I guess something like borgbackup would be better suited for this.

You could theoretically try to build this with dwarfs, by using overlayfs and then compressing the upper layer again with dwarfs, but that sounds pretty fragile and cumbersome.

giovannibonetti5y ago

This could be awesome for compressing Docker image layers. After all, they can be huge (hundreds of MB) and, if the Dockerfile is well organized, each step should contain a fairly homogeneous set of files (like apt-get artifacts, for example).

botto5y ago

It would amazing to see this work on OpenWRT, I think it would fit perfectly using less resources than squashfs.
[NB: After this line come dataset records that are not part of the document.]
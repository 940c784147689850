//! Staged writes for atomic file replacement
//!
//! Every output is first written to a temporary sibling of its target, so the
//! rename that publishes it never crosses filesystems. Nothing becomes visible
//! until [`Transaction::commit`]; a transaction dropped before commit removes
//! all of its temporary files and leaves the targets untouched.
//!
//! ## Usage
//!
//! ```ignore
//! let mut transaction = Transaction::new();
//! transaction.stage(&path, &rewritten)?;
//!
//! // On success:
//! transaction.commit()?;
//!
//! // On error (automatic via Drop if not committed):
//! // staged temp files are removed
//! ```

use std::fs::{self, Permissions};
use std::io::Write;
use std::path::{Path, PathBuf};

use tempfile::NamedTempFile;

use crate::error::{PinnyError, Result};

/// One output waiting to be published
#[derive(Debug)]
struct StagedFile {
    /// Final destination
    target: PathBuf,
    /// Temporary sibling holding the new content
    file: NamedTempFile,
}

/// A set of outputs published together
#[derive(Debug, Default)]
pub struct Transaction {
    staged: Vec<StagedFile>,
}

impl Transaction {
    /// Create an empty transaction
    pub fn new() -> Self {
        Self { staged: Vec::new() }
    }

    /// Write `content` to a temporary file next to `target`
    pub fn stage(&mut self, target: &Path, content: &str) -> Result<()> {
        let dir = match target.parent() {
            Some(parent) if !parent.as_os_str().is_empty() => parent,
            _ => Path::new("."),
        };
        let name = target
            .file_name()
            .map(|n| n.to_string_lossy().to_string())
            .unwrap_or_default();

        let mut file = tempfile::Builder::new()
            .prefix(&format!(".{name}."))
            .suffix(".tmp")
            .tempfile_in(dir)
            .map_err(|e| write_error(target, e))?;
        file.write_all(content.as_bytes())
            .and_then(|()| file.flush())
            .map_err(|e| write_error(file.path(), e))?;

        if let Some(permissions) = target_permissions(target) {
            fs::set_permissions(file.path(), permissions)
                .map_err(|e| write_error(file.path(), e))?;
        }

        tracing::debug!("Staged {} at {}", target.display(), file.path().display());
        self.staged.push(StagedFile {
            target: target.to_path_buf(),
            file,
        });
        Ok(())
    }

    /// Number of staged outputs
    pub fn len(&self) -> usize {
        self.staged.len()
    }

    /// Returns `true` if nothing was staged
    pub fn is_empty(&self) -> bool {
        self.staged.is_empty()
    }

    /// Publish every staged output by renaming it over its target
    ///
    /// On a rename failure the remaining temp files are removed; outputs
    /// renamed before the failure stay published.
    pub fn commit(mut self) -> Result<()> {
        for staged in std::mem::take(&mut self.staged) {
            staged
                .file
                .persist(&staged.target)
                .map_err(|e| write_error(&staged.target, e.error))?;
            tracing::debug!("Wrote {}", staged.target.display());
        }
        Ok(())
    }
}

impl Drop for Transaction {
    fn drop(&mut self) {
        if !self.staged.is_empty() {
            tracing::debug!("Discarding {} staged file(s)", self.staged.len());
        }
    }
}

/// Write `content` to `target` atomically
pub fn write_atomic(target: &Path, content: &str) -> Result<()> {
    let mut transaction = Transaction::new();
    transaction.stage(target, content)?;
    transaction.commit()
}

/// Permissions for the replacement: the target's own, or 0644 for new files
fn target_permissions(target: &Path) -> Option<Permissions> {
    if let Ok(metadata) = fs::metadata(target) {
        return Some(metadata.permissions());
    }
    #[cfg(unix)]
    {
        use std::os::unix::fs::PermissionsExt;
        Some(Permissions::from_mode(0o644))
    }
    #[cfg(not(unix))]
    {
        None
    }
}

fn write_error(path: &Path, err: std::io::Error) -> PinnyError {
    PinnyError::FileWriteFailed {
        path: path.display().to_string(),
        reason: err.to_string(),
    }
}

#[cfg(test)]
mod tests {
    use super::*;
    use crate::test_fixtures::{create_temp_dir, dir_entries};

    #[test]
    fn test_commit_replaces_targets() {
        let temp = create_temp_dir();
        let a = temp.path().join("a.yml");
        let b = temp.path().join("b.yml");
        fs::write(&a, "old a").unwrap();

        let mut transaction = Transaction::new();
        transaction.stage(&a, "new a").unwrap();
        transaction.stage(&b, "new b").unwrap();
        assert_eq!(transaction.len(), 2);
        assert_eq!(fs::read_to_string(&a).unwrap(), "old a");
        assert!(!b.exists());

        transaction.commit().unwrap();
        assert_eq!(fs::read_to_string(&a).unwrap(), "new a");
        assert_eq!(fs::read_to_string(&b).unwrap(), "new b");
        assert_eq!(dir_entries(temp.path()), vec!["a.yml", "b.yml"]);
    }

    #[test]
    fn test_drop_discards_staged_files() {
        let temp = create_temp_dir();
        let a = temp.path().join("a.yml");
        fs::write(&a, "old").unwrap();

        {
            let mut transaction = Transaction::new();
            transaction.stage(&a, "new").unwrap();
            assert_eq!(dir_entries(temp.path()).len(), 2);
        }

        assert_eq!(fs::read_to_string(&a).unwrap(), "old");
        assert_eq!(dir_entries(temp.path()), vec!["a.yml"]);
    }

    #[test]
    fn test_staged_file_is_hidden_sibling() {
        let temp = create_temp_dir();
        let target = temp.path().join("Dockerfile");

        let mut transaction = Transaction::new();
        transaction.stage(&target, "FROM alpine\n").unwrap();
        let entries = dir_entries(temp.path());
        assert_eq!(entries.len(), 1);
        assert!(entries[0].starts_with(".Dockerfile."));
        assert!(entries[0].ends_with(".tmp"));
        assert_eq!(transaction.len(), 1);
    }

    #[cfg(unix)]
    #[test]
    fn test_commit_keeps_target_permissions() {
        use std::os::unix::fs::PermissionsExt;

        let temp = create_temp_dir();
        let target = temp.path().join("script.yml");
        fs::write(&target, "old").unwrap();
        fs::set_permissions(&target, Permissions::from_mode(0o755)).unwrap();

        write_atomic(&target, "new").unwrap();
        let mode = fs::metadata(&target).unwrap().permissions().mode();
        assert_eq!(mode & 0o777, 0o755);
    }

    #[test]
    fn test_stage_into_missing_dir_fails() {
        let temp = create_temp_dir();
        let target = temp.path().join("missing/out.json");
        let mut transaction = Transaction::new();
        let err = transaction.stage(&target, "{}").unwrap_err();
        assert!(matches!(err, PinnyError::FileWriteFailed { .. }));
        assert!(transaction.is_empty());
    }
}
The other location would be on a Raspberry pi for scenarios where power can be cut at any time.

mhx775y ago

Author here :) I'm not sure low-spec hardware is necessarily the best use case for DwarFS. It doesn't necessarily use less resources than SquashFS, although it can create file systems that are smaller with much less CPU resources. However, it'll still need a reasonable amount of memory at run time to cache active, decompressed blocks.

JoshTriplett5y ago

Are you doing your own caching in userspace, or are you working with the kernel's caching? The latter would substantially reduce memory requirements.

2 more replies

rektide5y ago

I was thinking the same thing! I'm not sure what it would take to make /rom a FUSE based filesystem, to make it bootable. The current boot process involves the bare kernel mounting Squashfs to find it's init=/etc/preinit & booting from there[1].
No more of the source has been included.